Pharma News: A major election pledge to expand the National Newborn Screening Program to 80 genetic conditions is unlikely to be honoured by the federal government in the May budget.

Over 15,000 people signed a petition asking for this reform, and 84% of people polled in the lead up to the 2022 election supported the immediate national expansion of the program by 1 July 2023.

“Labor promised to fix this in 2023, but 12 months after the Prime Minister gave hope to thousands of families who had lost their children to diagnosable and treatable diseases, no child in Australia is any closer to a diagnosis and treatment at birth.

“Labor promised pompe families, gaucher families, fabry families, SCID families and dozens of other families and support groups in rare diseases they deliver a national and expanded newborn screening for 80 diseases by 1 July 2023. But they have overpromised and underdelivered, handing money over to the states without fixing the program for the babies that need it,” said Felicity McNeill Chair of Better Access Australia (BAA) said.

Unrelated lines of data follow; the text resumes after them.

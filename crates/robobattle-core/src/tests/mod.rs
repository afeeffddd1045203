//! Cross-module scenario tests.
//!
//! - `determinism.rs`: same seed, same battle; wake-order fairness
//! - `integration.rs`: full battles through the driver
//! - `helpers.rs`: robot factories, configs and test observers

mod helpers;
mod integration;

pub use helpers::*;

Australian Pompe Association President, Raymond Saich said that he was “deeply disappointed” that a year on from the Albanese Government’s election pledge to expand newborn screening to include 80 conditions – including Pompe disease – there had been little action. Instead, there is talk of further reviews due to bureaucratic red-tape.

“Prime Minister Albanese’s commitment during the election campaign to introduce world-class newborn screening was a defining moment, offering hope that we could prevent the devastating and entirely avoidable loss of life and disability caused by conditions like Pompe disease,” he said.

“However, a year on, we are still waiting for this major election pledge to be implemented. The cost of this delay is devastating for Australians impacted by any form of Pompe disease,” he said.

The Australian Pompe Association has written to the Federal Health Minister to ask when the election pledge will be implemented. It has also drawn the Health Minister’s attention to the consequences of not expanding the program, including the experiences of two families who in recent months have suffered from delayed diagnosis and life-threatening disability.

“We urge the Prime Minister to honour his commitment to expand national newborn screening in line with his election pledge. No parent should have to watch their child suffer and die from Pompe disease for want of a simple test,” he said.

Overseas, infants diagnosed with Pompe disease through newborn screening commence treatment within days or weeks of birth and are living active lives years on, in stark contrast to the infants who have lost their lives in Australia. 

“Every day that the expansion of the newborn screening program to 80 diseases is delayed is an inevitable and preventable loss of little lives or irreversible damage to a baby’s health. When a Prime Minister stands up and commits to screen babies at a world class level of 80 diseases, we should be able to believe him,” Ms McNeill said.

She added “The Prime Minister needs to stop the bureaucracy entrenching its existing disease by disease state by state philosophy by stealth and demand they honour his commitment to Australian parents and grandparents, aunts and uncles to screen all our newborns for at least 80 diseases in 2023 to give them the best start in life. Without the Prime Minister’s intervention, we will be waiting until 2050 to deliver this election commitment of 80 diseases. Without his intervention, too many little lives will be lost.”